Methods: A prospective longitudinal study of infants at risk for ASD was conducted by a multisite international network, the Baby Siblings Research Consortium. Infants (n = 664) with an older biological sibling with ASD were followed from early in life to 36 months, when they were classified as having or not having ASD. An ASD classification required surpassing the cutoff of the Autism Diagnostic Observation Schedule and receiving a clinical diagnosis from an expert clinician.

Results: A total of 18.7% of the infants developed ASD. Infant gender and the presence of >1 older affected sibling were significant predictors of ASD outcome, and there was an almost threefold increase in risk for male subjects and an additional twofold increase in risk if there was >1 older affected sibling. The age of the infant at study enrollment, the gender and functioning level of the infant’s older sibling, and other demographic factors did not predict ASD outcome.

Conclusions: The sibling recurrence rate of ASD is higher than suggested by previous estimates. The size of the current sample and prospective nature of data collection minimized many limitations of previous studies of sibling recurrence. Clinical implications, including genetic counseling, are discussed.
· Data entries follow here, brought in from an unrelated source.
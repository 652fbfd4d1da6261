//! Projection building
//!
//! Turns a normalized selection into a [`ProjectionState`] plan against an
//! [`EntityCatalog`].

pub mod builder;
pub mod errors;
pub mod state;
pub mod visited;

pub use builder::{ProjectionBuilder, Selection};
pub use errors::PlanError;
pub use state::{FromSource, JoinDirective, Projection, ProjectionState};
pub use visited::VisitedRelations;

use crate::config::PlannerConfig;
use crate::entity_catalog::EntityCatalog;
use crate::selection::{SelectionError, SelectionTree};

/// Plan a normalized selection from the configured root alias.
///
/// Selections nested deeper than `config.max_selection_depth` are rejected
/// before any metadata is read.
pub fn plan_selection<C>(
    catalog: &C,
    config: &PlannerConfig,
    entity_type: &str,
    tree: &SelectionTree,
) -> Result<ProjectionState, PlanError>
where
    C: EntityCatalog + ?Sized,
{
    let depth = tree.depth();
    let max = config.max_selection_depth as usize;
    if depth > max {
        return Err(SelectionError::SelectionTooDeep { depth, max }.into());
    }

    ProjectionBuilder::with_config(catalog, config).build(
        entity_type,
        Selection::from_tree(tree),
        &config.root_alias,
    )
}
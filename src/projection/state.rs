//! Projection plan accumulated while compiling a selection.
//!
//! The state is append-only: the builder pushes column projections, left joins
//! and auxiliary from-sources in traversal order, and the finished value is
//! handed to the execution engine.

use serde::Serialize;
use std::fmt;

use crate::utils::naming::source_reference;

/// One projected output
#[derive(Debug, Clone, PartialEq, Eq, Serialize)]
#[serde(tag = "kind", rename_all = "snake_case")]
pub enum Projection {
    /// `{source_alias}.{field} AS {output_alias}`
    Column {
        source_alias: String,
        field: String,
        output_alias: String,
    },
    /// Every column of an already joined alias, emitted when a full-select
    /// walk re-enters a relation pair it has traversed
    Entity { source_alias: String },
}

impl Projection {
    pub fn output_alias(&self) -> Option<&str> {
        match self {
            Projection::Column { output_alias, .. } => Some(output_alias),
            Projection::Entity { .. } => None,
        }
    }

    pub fn source_alias(&self) -> &str {
        match self {
            Projection::Column { source_alias, .. } | Projection::Entity { source_alias } => {
                source_alias
            }
        }
    }
}

/// `LEFT JOIN {source_alias}.{relation} AS {target_alias}`
#[derive(Debug, Clone, PartialEq, Eq, Serialize)]
pub struct JoinDirective {
    pub source_alias: String,
    pub relation: String,
    pub target_alias: String,
}

/// Additional `FROM {entity} AS {alias}` source
#[derive(Debug, Clone, PartialEq, Eq, Serialize)]
pub struct FromSource {
    pub entity: String,
    pub alias: String,
}

#[derive(Debug, Clone, Default, PartialEq, Eq, Serialize)]
pub struct ProjectionState {
    projections: Vec<Projection>,
    joins: Vec<JoinDirective>,
    from_sources: Vec<FromSource>,
}

impl ProjectionState {
    pub fn new() -> Self {
        Self::default()
    }

    pub fn add_select(
        &mut self,
        source_alias: impl Into<String>,
        field: impl Into<String>,
        output_alias: impl Into<String>,
    ) -> &mut Self {
        self.projections.push(Projection::Column {
            source_alias: source_alias.into(),
            field: field.into(),
            output_alias: output_alias.into(),
        });
        self
    }

    pub fn add_select_entity(&mut self, source_alias: impl Into<String>) -> &mut Self {
        self.projections.push(Projection::Entity {
            source_alias: source_alias.into(),
        });
        self
    }

    pub fn left_join(
        &mut self,
        source_alias: impl Into<String>,
        relation: impl Into<String>,
        target_alias: impl Into<String>,
    ) -> &mut Self {
        self.joins.push(JoinDirective {
            source_alias: source_alias.into(),
            relation: relation.into(),
            target_alias: target_alias.into(),
        });
        self
    }

    pub fn add_from(&mut self, entity: impl Into<String>, alias: impl Into<String>) -> &mut Self {
        self.from_sources.push(FromSource {
            entity: entity.into(),
            alias: alias.into(),
        });
        self
    }

    pub fn projections(&self) -> &[Projection] {
        &self.projections
    }

    pub fn joins(&self) -> &[JoinDirective] {
        &self.joins
    }

    pub fn from_sources(&self) -> &[FromSource] {
        &self.from_sources
    }

    /// Output aliases of column projections, in order
    pub fn output_aliases(&self) -> Vec<&str> {
        self.projections
            .iter()
            .filter_map(Projection::output_alias)
            .collect()
    }

    /// Target aliases of joins, in order
    pub fn join_targets(&self) -> Vec<&str> {
        self.joins.iter().map(|j| j.target_alias.as_str()).collect()
    }

    pub fn is_empty(&self) -> bool {
        self.projections.is_empty() && self.joins.is_empty() && self.from_sources.is_empty()
    }

    pub fn to_json(&self) -> Result<String, serde_json::Error> {
        serde_json::to_string_pretty(self)
    }
}

impl fmt::Display for ProjectionState {
    fn fmt(&self, f: &mut fmt::Formatter<'_>) -> fmt::Result {
        for source in &self.from_sources {
            writeln!(f, "FROM {} AS {}", source.entity, source.alias)?;
        }
        for projection in &self.projections {
            match projection {
                Projection::Column {
                    source_alias,
                    field,
                    output_alias,
                } => writeln!(
                    f,
                    "SELECT {} AS {}",
                    source_reference(source_alias, field),
                    output_alias
                )?,
                Projection::Entity { source_alias } => writeln!(f, "SELECT {}", source_alias)?,
            }
        }
        for join in &self.joins {
            writeln!(
                f,
                "LEFT JOIN {} AS {}",
                source_reference(&join.source_alias, &join.relation),
                join.target_alias
            )?;
        }
        Ok(())
    }
}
Comparative Effectiveness of Therapies for Children With Autism Spectrum Disorders

July 7, 2011 Comments off

Comparative Effectiveness of Therapies for Children With Autism Spectrum Disorders
Source: Agency for Healthcare Research and Quality

Efforts toward early intervention for ASDs have been encouraging. Research evidence on the effectiveness of therapies for ASDs has shown promise in some areas, but since this is a young field, these results need to be replicated and expanded. There is some evidence to guide choices among medical interventions (for challenging and repetitive behaviors) and early intensive behavioral interventions. There is little or no comparative evidence on which to make decisions about: medical interventions for social or communication symptoms; most behavioral interventions; and educational, allied health, and complementary and alternative medicine (CAM) interventions. For most interventions, the evidence is insufficient to permit an estimate of their benefits or harms. This does not mean that these interventions are not associated with benefits or harms but that further study is required. Evidence suggests that there is an undefined subgroup of children for whom early and intensive behavioral interventions may elicit robust gains while others may not demonstrate marked improvement.